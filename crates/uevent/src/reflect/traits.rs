//! The `ObjectType` trait for host objects that can be listener targets.

use crate::reflect::TypeBuilder;
use crate::reflect::param::{qualified_name, short_name};

/// Trait for types that live in the host object table and can be targeted
/// by persistent listeners.
///
/// This trait is typically derived using `#[derive(ObjectType)]`, which also
/// submits the type to the global registry.
///
/// # Example
///
/// ```ignore
/// use uevent::{ObjectType, TypeBuilder};
///
/// #[derive(ObjectType)]
/// #[object(methods = Door::methods)]
/// pub struct Door {
///     open: AtomicBool,
/// }
///
/// impl Door {
///     fn methods(builder: &mut TypeBuilder<Self>) {
///         builder.method1("set_open", |door: &Door, open: bool| {
///             door.open.store(open, Ordering::Relaxed);
///         });
///     }
/// }
/// ```
pub trait ObjectType: Send + Sync + Sized + 'static {
    /// Get the short type name (without module path).
    fn type_name() -> &'static str {
        short_name(core::any::type_name::<Self>())
    }

    /// Get the full type name (with module path).
    fn full_type_name() -> &'static str {
        core::any::type_name::<Self>()
    }

    /// Type identifier persisted alongside object arguments: `path::Type, crate`.
    fn qualified_type_name() -> String {
        qualified_name(Self::full_type_name())
    }

    /// Describe the methods persistent listeners may bind to.
    ///
    /// Called once per registration; the resulting table is cached by the
    /// [`TypeRegistry`](crate::reflect::TypeRegistry).
    fn describe(_builder: &mut TypeBuilder<Self>) {}
}
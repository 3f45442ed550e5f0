//! Reflection layer: per-type method tables and the closed type registry.
//!
//! Persistent listeners store a method *name*. Resolving that name into a
//! callable goes through the [`TypeRegistry`], which holds one method table
//! per [`ObjectType`], built once by [`ObjectType::describe`] when the type is
//! registered.

mod builder;
mod method;
pub(crate) mod param;
mod registry;
mod traits;

pub use builder::TypeBuilder;
pub use method::{MethodHandle, MethodKey};
pub use param::{ParamKind, ParamType, is_primitive_type};
pub use registry::{TypeInfo, TypeRegistration, TypeRegistry, register_type};
pub use traits::ObjectType;
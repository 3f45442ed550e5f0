//! Derive macro for the `ObjectType` trait.
//!
//! # Usage
//!
//! ```ignore
//! use uevent::{ObjectType, TypeBuilder};
//!
//! #[derive(ObjectType)]
//! #[object(methods = Door::methods)]
//! pub struct Door {
//!     open: AtomicBool,
//! }
//!
//! impl Door {
//!     fn methods(builder: &mut TypeBuilder<Self>) {
//!         builder.method1("set_open", |door: &Door, open: bool| {
//!             door.open.store(open, Ordering::Relaxed);
//!         });
//!     }
//! }
//!
//! // Renamed, with no persistent-listener methods
//! #[derive(ObjectType)]
//! #[object(name = "Key")]
//! pub struct DoorKey;
//! ```

use proc_macro::TokenStream;
use proc_macro2::TokenStream as TokenStream2;
use quote::quote;
use syn::{DeriveInput, LitStr, Path, parse_macro_input};

#[derive(Default)]
struct ObjectArgs {
    name: Option<LitStr>,
    methods: Option<Path>,
}

impl ObjectArgs {
    fn parse(input: &DeriveInput) -> syn::Result<Self> {
        let mut args = Self::default();
        for attr in input.attrs.iter().filter(|attr| attr.path().is_ident("object")) {
            attr.parse_nested_meta(|meta| {
                if meta.path.is_ident("name") {
                    args.name = Some(meta.value()?.parse()?);
                    Ok(())
                } else if meta.path.is_ident("methods") {
                    args.methods = Some(meta.value()?.parse()?);
                    Ok(())
                } else {
                    Err(meta.error("expected `name` or `methods`"))
                }
            })?;
        }
        Ok(args)
    }
}

/// Derive macro for the `ObjectType` trait.
///
/// Non-generic types are also submitted to the global type inventory, so
/// `Runtime::global()` knows them without explicit registration.
///
/// # Attributes
///
/// - `#[object(name = "...")]` - Short type name. Defaults to the identifier.
/// - `#[object(methods = path)]` - Function `fn(&mut TypeBuilder<Self>)`
///   describing the methods persistent listeners may bind to.
#[proc_macro_derive(ObjectType, attributes(object))]
pub fn derive_object_type(input: TokenStream) -> TokenStream {
    let input = parse_macro_input!(input as DeriveInput);
    let args = match ObjectArgs::parse(&input) {
        Ok(args) => args,
        Err(err) => return err.to_compile_error().into(),
    };

    let name = &input.ident;
    let (impl_generics, ty_generics, where_clause) = input.generics.split_for_impl();

    let type_name_str = args
        .name
        .map_or_else(|| name.to_string(), |name| name.value());

    let describe = args.methods.map(|methods| {
        quote! {
            fn describe(builder: &mut ::uevent::TypeBuilder<Self>) {
                #methods(builder);
            }
        }
    });

    let registration = if input.generics.params.is_empty() {
        quote! {
            ::uevent::inventory::submit! {
                ::uevent::TypeRegistration::new(::uevent::register_type::<#name>)
            }
        }
    } else {
        TokenStream2::new()
    };

    let expanded = quote! {
        impl #impl_generics ::uevent::ObjectType for #name #ty_generics #where_clause {
            fn type_name() -> &'static str {
                #type_name_str
            }

            #describe
        }

        #registration
    };

    TokenStream::from(expanded)
}
//! Scene event runner
//!
//! This binary:
//! 1. Loads a scene of host objects and persistent listeners
//! 2. Reports listeners that will not resolve
//! 3. Fires the scene's events once each and optionally saves the result
//!
//! Environment:
//! - `UEVENT_SCENE` - Scene file (default: the bundled lobby scene)
//! - `UEVENT_PLAYING` - `false` to run like an editor: only `EditorAndRuntime` listeners fire
//! - `UEVENT_VISITOR` - Name passed to `on_enter`
//! - `UEVENT_SAVE` - Where to write the scene afterwards

mod objects;
mod scene;

use std::path::PathBuf;

use tracing::info;
use uevent::{Action1, Runtime};

use crate::scene::Scene;

fn main() -> eyre::Result<()> {
    // Initialize logging
    tracing_subscriber::fmt()
        .with_env_filter(
            tracing_subscriber::EnvFilter::from_default_env()
                .add_directive("uevent_demo=info".parse()?)
                .add_directive("uevent=info".parse()?),
        )
        .init();

    let scene_path = std::env::var("UEVENT_SCENE").map_or_else(
        |_| PathBuf::from(concat!(env!("CARGO_MANIFEST_DIR"), "/scenes/lobby.json")),
        PathBuf::from,
    );
    let playing = std::env::var("UEVENT_PLAYING")
        .ok()
        .and_then(|value| value.parse().ok())
        .unwrap_or(true);
    let visitor = std::env::var("UEVENT_VISITOR").unwrap_or_else(|_| "Ada".to_owned());

    let runtime = Runtime::builder().with_inventory().playing(playing).shared();
    info!(
        "Runtime has {} object types, playing: {}",
        runtime.types().len(),
        playing
    );

    let mut scene = Scene::load(&scene_path, &runtime)?;
    scene.report();

    // Runtime listeners run after the persistent ones and are never saved.
    scene
        .events_mut()
        .on_enter
        .add_listener(Action1::<String>::new(|visitor: String| {
            info!("{} entered the scene", visitor);
        }));

    let events = scene.events_mut();
    events.on_enter.invoke(visitor)?;
    events.on_power.invoke(0.6)?;
    events.on_reset.invoke()?;

    if let Ok(path) = std::env::var("UEVENT_SAVE") {
        scene.save(&PathBuf::from(path))?;
    }

    Ok(())
}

★ ★ ★ ★ ★ ★ ★

Return exactly the lines that run from the top of the listing above to the line containing "This trait is", please, keeping both end lines and leaving out everything else.

Answer area:
filename crates/uevent/src/reflect/traits.rs
//! The `ObjectType` trait for host objects that can be listener targets.

use crate::reflect::TypeBuilder;
use crate::reflect::param::{qualified_name, short_name};

/// Trait for types that live in the host object table and can be targeted
/// by persistent listeners.
///
/// This trait is typically derived using `#[derive(ObjectType)]`, which also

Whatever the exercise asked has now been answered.